The iTunes-themed spam messages use the forged return address of gifts.certificate@itunes.com and read, in part, You have received an iTunes Gift Certificate in the amount of $50.00. You can find your certificate code in the attachment below. The resume messages simply say Please review my CV, Thank you! — using the abbreviation for Curriculum Vitae, the British analogue to the word résumé.

The Trojan’s ongoing campaign attempts to trick victims into opening Zip-compressed attached files, which themselves contain an executable installer. The attachments almost always use the icon of a Microsoft Word document, and we usually see the Trojan launch an instance of Word and modify the default document template (named normal.dot) in the course of the infection.

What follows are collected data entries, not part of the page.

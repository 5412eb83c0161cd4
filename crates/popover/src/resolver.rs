//! Reference target resolution.
//!
//! A raw target is first passed through the permanent id registry when the
//! reference uses permanent ids, then handed to the integrator's
//! [`ReferenceResolver`]. Both paths end in the same callback, so scheme
//! knowledge stays with the integrator.

use std::sync::Arc;

use async_trait::async_trait;
use crossref_primitives::{DocumentId, NodeId, ReferenceTarget, ResolvedTarget};

use crate::error::{BoxError, ResolutionError};
use crate::host::{DocumentStore, PermanentIdRegistry, QueryEngine, ReferenceResolver, StructuralQuery};

/// Outcome of one resolution attempt.
#[derive(Debug, Clone, PartialEq, Eq)]
pub enum Resolution {
	/// There is no target yet; the popover stays loading.
	Pending,
	/// The target points at a concrete location.
	Resolved(ResolvedTarget),
}

/// Resolves raw reference targets into concrete locations.
#[derive(Clone)]
pub struct TargetResolver {
	registry: Arc<dyn PermanentIdRegistry>,
	resolver: Arc<dyn ReferenceResolver>,
}

impl TargetResolver {
	/// Creates a resolver over a registry and a resolution callback.
	pub fn new(registry: Arc<dyn PermanentIdRegistry>, resolver: Arc<dyn ReferenceResolver>) -> Self {
		Self { registry, resolver }
	}

	/// Resolves `target`.
	///
	/// Permanent ids are always looked up before the callback sees anything.
	/// Failures are not retried.
	pub async fn resolve(&self, target: &ReferenceTarget) -> Result<Resolution, ResolutionError> {
		if target.is_empty() {
			return Ok(Resolution::Pending);
		}

		let (raw, metadata) = if target.is_permanent_id {
			let entry = self
				.registry
				.retrieve_single(&target.raw)
				.await
				.map_err(|source| ResolutionError::PermanentId {
					id: target.raw.clone(),
					source,
				})?;
			if entry.target.trim().is_empty() {
				return Err(ResolutionError::MissingInput(format!(
					"permanent id '{}' has no target",
					target.raw
				)));
			}
			tracing::trace!(id = %target.raw, target = %entry.target, "popover.resolve.permanent_id");
			(entry.target, Some(entry.metadata))
		} else {
			(target.raw.clone(), None)
		};

		let resolved = self
			.resolver
			.resolve_reference(&raw)
			.await
			.map_err(|source| ResolutionError::Rejected {
				target: raw.clone(),
				source,
			})?;
		if resolved.document_id.as_str().is_empty() {
			return Err(ResolutionError::MissingInput(format!("no document id for target '{raw}'")));
		}

		let resolved = match metadata {
			Some(metadata) if resolved.metadata.is_none() => resolved.with_metadata(Some(metadata)),
			_ => resolved,
		};
		Ok(Resolution::Resolved(resolved))
	}
}

/// Evaluates a reference's target query against its context node.
///
/// Returns `None` when there is no context node, the query fails, or it yields
/// nothing.
pub fn query_raw_target(queries: &dyn QueryEngine, target_query: &str, context: Option<&NodeId>) -> Option<String> {
	let context = context?;
	if target_query.trim().is_empty() {
		return None;
	}
	let query = StructuralQuery::Expression(target_query.to_owned());
	match queries.evaluate_string(&query, context) {
		Ok(raw) if !raw.trim().is_empty() => Some(raw),
		Ok(_) => None,
		Err(error) => {
			tracing::debug!(%error, %context, "popover.target_query.failed");
			None
		}
	}
}

/// Resolver for plain `document#node` hrefs.
///
/// - `doc` points at the root of `doc`;
/// - `doc#node` points at `node` in `doc`;
/// - `#node` points at `node` in the document holding the context node.
pub struct HrefResolver {
	documents: Arc<dyn DocumentStore>,
	context_node_id: Option<NodeId>,
}

impl HrefResolver {
	/// Creates a resolver for references inside `context_node_id`'s document.
	pub fn new(documents: Arc<dyn DocumentStore>, context_node_id: Option<NodeId>) -> Self {
		Self {
			documents,
			context_node_id,
		}
	}

	/// Splits an href into its document and node parts.
	pub fn parse(&self, href: &str) -> Result<ResolvedTarget, ResolutionError> {
		let href = href.trim();
		let Some((document, fragment)) = href.split_once('#') else {
			return Ok(ResolvedTarget::new(DocumentId::new(href), None));
		};

		let node_id = (!fragment.is_empty()).then(|| NodeId::new(fragment));
		if !document.is_empty() {
			return Ok(ResolvedTarget::new(DocumentId::new(document), node_id));
		}

		let document_id = self
			.context_node_id
			.as_ref()
			.and_then(|context| self.documents.document_id_of(context))
			.ok_or_else(|| ResolutionError::MissingInput(format!("no context document for relative target '{href}'")))?;
		Ok(ResolvedTarget::new(document_id, node_id))
	}
}

#[async_trait]
impl ReferenceResolver for HrefResolver {
	async fn resolve_reference(&self, target: &str) -> Result<ResolvedTarget, BoxError> {
		Ok(self.parse(target)?)
	}
}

We followed this Trojan down its particular rabbit hole and discovered logs and other files that indicate that, in just one day of operation, the Trojan had infected more than 9000 computers around the world and had begun to download one of three payloads, one of which was immediately identifiable as the prolific spambot we call Trojan-Pushu (aka Pushdo or Cutwail). The other two payloads were a keylogging password stealer, and a rogue antivirus installer.

The campaign is clearly connected to the most recent spamming of something we saw a few weeks ago, in which the message (in hilariously misspelled English) claims the attachment is a recording contract of some kind, with a forged return address of what appears to be a record company. A similar campaign was waged over the past several weeks, in which the recipient was told that the document contains a new password for their Facebook account. However, the end result of opening the alleged iTunes Gift Certificate is no different than opening the Facebook document, the “Conract,” or the shipping label or invoice documents: Instant infection, with the promise of more infections to come.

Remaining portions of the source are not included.